Problem statement
Retrieve every line from the records in which the word "parsed" occurs.

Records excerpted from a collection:
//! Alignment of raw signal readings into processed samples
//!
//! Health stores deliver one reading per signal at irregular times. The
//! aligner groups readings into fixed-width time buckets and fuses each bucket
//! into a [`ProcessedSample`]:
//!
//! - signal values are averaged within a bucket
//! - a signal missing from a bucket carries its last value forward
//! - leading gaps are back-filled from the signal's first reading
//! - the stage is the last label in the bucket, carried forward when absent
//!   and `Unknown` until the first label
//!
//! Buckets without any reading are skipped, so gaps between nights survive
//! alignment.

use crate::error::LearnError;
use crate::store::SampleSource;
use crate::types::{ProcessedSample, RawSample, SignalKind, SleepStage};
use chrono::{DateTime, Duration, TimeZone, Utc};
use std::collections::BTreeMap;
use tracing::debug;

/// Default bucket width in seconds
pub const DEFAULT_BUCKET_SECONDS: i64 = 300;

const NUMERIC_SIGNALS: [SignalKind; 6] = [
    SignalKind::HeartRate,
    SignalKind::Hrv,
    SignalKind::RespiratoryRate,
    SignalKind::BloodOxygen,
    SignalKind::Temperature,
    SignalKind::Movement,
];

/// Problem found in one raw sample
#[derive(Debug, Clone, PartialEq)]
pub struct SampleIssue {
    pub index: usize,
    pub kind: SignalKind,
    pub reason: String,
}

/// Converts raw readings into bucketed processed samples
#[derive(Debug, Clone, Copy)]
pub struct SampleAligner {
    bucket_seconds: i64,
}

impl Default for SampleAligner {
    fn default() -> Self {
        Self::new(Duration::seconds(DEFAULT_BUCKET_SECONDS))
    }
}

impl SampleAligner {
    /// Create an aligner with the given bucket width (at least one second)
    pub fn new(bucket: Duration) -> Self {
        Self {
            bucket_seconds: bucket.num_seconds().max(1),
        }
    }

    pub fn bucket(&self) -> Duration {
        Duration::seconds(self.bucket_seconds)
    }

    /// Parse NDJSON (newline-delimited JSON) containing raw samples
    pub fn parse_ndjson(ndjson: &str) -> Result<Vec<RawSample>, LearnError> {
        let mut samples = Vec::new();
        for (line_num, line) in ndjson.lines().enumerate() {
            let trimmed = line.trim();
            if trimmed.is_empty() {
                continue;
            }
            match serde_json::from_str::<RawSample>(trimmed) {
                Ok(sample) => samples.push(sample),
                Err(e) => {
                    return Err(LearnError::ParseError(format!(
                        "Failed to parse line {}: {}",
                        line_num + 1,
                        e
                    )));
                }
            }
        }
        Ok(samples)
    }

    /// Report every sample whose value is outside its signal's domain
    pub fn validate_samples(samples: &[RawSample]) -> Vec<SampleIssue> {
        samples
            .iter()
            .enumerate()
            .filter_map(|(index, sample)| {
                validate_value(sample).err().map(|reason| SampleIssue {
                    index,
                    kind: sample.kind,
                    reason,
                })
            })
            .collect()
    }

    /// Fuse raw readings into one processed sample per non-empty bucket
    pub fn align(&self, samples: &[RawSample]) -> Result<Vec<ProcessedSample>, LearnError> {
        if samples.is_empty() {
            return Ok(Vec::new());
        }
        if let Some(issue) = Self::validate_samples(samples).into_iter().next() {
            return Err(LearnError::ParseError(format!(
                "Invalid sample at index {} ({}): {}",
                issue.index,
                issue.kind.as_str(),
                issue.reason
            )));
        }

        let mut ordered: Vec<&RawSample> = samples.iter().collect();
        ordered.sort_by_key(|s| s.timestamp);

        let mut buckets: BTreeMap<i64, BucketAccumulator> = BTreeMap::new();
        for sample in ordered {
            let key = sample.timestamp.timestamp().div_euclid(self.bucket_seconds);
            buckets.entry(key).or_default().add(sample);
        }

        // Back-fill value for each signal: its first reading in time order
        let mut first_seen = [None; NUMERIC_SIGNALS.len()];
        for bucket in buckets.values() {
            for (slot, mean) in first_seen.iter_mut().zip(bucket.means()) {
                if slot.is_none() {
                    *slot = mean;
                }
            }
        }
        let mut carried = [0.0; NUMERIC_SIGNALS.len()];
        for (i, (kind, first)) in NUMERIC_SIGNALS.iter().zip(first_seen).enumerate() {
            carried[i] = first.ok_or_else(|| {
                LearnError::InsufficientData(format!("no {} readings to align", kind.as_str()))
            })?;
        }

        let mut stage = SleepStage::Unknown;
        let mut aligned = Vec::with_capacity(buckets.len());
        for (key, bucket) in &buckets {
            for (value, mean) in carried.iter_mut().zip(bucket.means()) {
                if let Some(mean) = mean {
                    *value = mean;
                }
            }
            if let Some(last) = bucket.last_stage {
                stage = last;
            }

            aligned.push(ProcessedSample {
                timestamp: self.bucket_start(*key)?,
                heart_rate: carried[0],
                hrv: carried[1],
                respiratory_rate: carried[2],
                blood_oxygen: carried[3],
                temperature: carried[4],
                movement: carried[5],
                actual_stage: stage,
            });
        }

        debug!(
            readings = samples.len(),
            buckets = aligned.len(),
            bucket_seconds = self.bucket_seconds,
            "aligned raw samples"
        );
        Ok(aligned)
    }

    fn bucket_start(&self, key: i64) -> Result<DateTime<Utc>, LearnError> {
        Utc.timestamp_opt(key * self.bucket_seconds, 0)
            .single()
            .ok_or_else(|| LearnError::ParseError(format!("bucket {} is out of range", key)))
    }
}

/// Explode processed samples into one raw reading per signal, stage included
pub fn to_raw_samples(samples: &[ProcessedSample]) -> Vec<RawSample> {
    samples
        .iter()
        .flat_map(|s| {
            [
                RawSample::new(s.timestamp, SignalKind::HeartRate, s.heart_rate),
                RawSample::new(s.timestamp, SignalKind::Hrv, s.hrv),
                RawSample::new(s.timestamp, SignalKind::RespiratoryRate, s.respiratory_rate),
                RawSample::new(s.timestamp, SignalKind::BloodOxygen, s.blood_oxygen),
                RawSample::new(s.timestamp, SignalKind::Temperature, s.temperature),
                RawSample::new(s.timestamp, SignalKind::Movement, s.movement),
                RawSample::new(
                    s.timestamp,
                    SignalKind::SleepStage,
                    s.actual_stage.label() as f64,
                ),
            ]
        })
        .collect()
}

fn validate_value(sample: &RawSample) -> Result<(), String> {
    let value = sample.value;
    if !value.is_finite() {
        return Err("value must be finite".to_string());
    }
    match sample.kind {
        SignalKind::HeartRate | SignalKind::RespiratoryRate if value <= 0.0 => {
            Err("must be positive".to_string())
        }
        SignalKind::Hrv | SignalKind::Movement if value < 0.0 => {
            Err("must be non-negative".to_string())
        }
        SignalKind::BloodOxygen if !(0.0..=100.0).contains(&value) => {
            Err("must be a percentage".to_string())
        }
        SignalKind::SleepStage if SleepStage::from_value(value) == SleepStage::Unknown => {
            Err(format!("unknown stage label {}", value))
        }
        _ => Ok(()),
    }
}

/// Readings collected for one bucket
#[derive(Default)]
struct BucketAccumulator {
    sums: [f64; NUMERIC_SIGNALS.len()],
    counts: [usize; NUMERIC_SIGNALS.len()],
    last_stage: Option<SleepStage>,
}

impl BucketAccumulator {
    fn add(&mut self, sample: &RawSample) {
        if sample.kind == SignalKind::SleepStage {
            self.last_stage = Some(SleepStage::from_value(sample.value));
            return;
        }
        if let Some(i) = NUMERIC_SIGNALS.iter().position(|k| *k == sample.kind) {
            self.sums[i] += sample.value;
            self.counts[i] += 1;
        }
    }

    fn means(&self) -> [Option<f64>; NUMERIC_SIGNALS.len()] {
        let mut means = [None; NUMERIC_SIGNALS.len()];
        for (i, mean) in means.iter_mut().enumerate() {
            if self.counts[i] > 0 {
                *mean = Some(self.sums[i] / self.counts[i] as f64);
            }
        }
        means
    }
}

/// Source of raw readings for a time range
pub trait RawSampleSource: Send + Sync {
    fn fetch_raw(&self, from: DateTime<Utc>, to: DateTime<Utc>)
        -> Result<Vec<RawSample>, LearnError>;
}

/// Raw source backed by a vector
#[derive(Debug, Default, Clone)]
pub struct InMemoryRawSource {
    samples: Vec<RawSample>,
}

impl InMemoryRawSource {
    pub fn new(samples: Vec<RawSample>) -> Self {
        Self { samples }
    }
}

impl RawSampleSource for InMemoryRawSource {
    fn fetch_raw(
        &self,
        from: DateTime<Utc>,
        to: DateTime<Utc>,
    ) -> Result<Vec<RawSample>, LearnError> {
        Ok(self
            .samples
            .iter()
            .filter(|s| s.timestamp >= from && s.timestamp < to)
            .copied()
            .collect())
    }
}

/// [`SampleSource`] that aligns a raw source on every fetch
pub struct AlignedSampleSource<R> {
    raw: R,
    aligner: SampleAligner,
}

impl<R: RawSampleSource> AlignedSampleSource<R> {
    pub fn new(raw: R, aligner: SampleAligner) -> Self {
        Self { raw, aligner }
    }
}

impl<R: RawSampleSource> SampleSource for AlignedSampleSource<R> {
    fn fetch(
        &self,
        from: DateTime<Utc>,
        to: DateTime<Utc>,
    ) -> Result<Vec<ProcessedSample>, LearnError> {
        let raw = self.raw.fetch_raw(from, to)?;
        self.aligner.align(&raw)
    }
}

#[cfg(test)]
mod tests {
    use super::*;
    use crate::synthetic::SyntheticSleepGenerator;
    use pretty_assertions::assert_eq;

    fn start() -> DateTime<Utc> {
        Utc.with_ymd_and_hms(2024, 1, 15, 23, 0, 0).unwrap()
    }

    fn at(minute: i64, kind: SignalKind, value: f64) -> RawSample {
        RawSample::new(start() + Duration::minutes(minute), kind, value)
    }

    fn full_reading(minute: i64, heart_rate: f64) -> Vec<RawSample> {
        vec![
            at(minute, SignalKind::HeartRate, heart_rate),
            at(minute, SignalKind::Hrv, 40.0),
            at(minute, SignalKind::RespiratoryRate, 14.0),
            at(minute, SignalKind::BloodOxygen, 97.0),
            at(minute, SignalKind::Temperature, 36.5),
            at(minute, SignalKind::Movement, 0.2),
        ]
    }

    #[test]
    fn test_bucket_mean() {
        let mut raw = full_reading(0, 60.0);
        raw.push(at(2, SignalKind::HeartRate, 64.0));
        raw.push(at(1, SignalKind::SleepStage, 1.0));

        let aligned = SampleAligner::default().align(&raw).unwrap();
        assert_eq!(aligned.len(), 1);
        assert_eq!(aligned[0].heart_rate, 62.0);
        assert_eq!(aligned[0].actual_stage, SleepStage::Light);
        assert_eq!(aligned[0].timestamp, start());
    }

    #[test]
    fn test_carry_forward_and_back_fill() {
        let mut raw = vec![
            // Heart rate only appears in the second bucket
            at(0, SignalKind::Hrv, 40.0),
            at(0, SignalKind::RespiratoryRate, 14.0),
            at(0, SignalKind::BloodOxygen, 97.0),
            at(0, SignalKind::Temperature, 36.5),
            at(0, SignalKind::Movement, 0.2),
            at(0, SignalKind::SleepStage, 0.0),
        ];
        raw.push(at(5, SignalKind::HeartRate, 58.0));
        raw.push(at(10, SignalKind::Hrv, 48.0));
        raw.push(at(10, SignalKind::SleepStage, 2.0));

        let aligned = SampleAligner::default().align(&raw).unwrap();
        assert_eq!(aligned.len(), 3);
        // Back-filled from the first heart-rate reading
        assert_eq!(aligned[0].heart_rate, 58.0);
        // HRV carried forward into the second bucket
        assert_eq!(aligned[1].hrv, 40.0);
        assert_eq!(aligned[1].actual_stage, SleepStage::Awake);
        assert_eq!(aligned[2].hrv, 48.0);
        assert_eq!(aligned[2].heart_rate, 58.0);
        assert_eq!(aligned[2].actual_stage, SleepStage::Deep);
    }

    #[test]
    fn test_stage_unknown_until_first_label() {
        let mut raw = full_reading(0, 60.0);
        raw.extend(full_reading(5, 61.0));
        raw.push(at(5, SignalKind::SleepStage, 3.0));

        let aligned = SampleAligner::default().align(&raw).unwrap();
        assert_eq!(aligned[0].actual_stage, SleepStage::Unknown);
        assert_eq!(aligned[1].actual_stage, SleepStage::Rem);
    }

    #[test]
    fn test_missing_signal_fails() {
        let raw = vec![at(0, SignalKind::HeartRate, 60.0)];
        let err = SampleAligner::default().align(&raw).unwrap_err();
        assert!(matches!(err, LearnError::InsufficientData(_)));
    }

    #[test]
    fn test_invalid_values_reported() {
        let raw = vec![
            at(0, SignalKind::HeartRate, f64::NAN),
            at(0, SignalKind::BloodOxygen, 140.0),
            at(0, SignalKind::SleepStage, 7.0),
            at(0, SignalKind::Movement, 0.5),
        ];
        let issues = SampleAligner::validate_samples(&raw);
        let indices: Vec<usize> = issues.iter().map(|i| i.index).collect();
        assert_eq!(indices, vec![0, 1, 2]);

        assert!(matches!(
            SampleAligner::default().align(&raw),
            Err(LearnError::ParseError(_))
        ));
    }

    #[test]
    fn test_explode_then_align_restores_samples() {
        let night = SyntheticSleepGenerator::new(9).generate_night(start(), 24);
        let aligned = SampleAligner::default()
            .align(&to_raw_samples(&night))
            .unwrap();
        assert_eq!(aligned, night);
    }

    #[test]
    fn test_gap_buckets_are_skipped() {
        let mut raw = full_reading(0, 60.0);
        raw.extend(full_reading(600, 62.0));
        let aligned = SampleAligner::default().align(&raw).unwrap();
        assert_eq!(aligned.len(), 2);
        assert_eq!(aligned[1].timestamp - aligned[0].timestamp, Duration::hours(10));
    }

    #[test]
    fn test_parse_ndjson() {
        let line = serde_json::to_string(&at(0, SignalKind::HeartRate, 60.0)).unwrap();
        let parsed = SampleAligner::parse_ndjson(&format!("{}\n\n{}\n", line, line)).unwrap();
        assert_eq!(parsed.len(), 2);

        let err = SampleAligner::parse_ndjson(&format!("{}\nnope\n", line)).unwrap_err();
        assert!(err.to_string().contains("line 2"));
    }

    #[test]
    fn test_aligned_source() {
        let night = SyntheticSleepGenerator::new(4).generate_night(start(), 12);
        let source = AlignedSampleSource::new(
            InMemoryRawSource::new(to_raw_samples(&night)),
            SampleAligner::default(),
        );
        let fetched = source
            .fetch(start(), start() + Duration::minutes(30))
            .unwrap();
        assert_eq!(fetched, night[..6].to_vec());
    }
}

Task response
        let parsed = SampleAligner::parse_ndjson(&format!("{}\n\n{}\n", line, line)).unwrap();
        assert_eq!(parsed.len(), 2);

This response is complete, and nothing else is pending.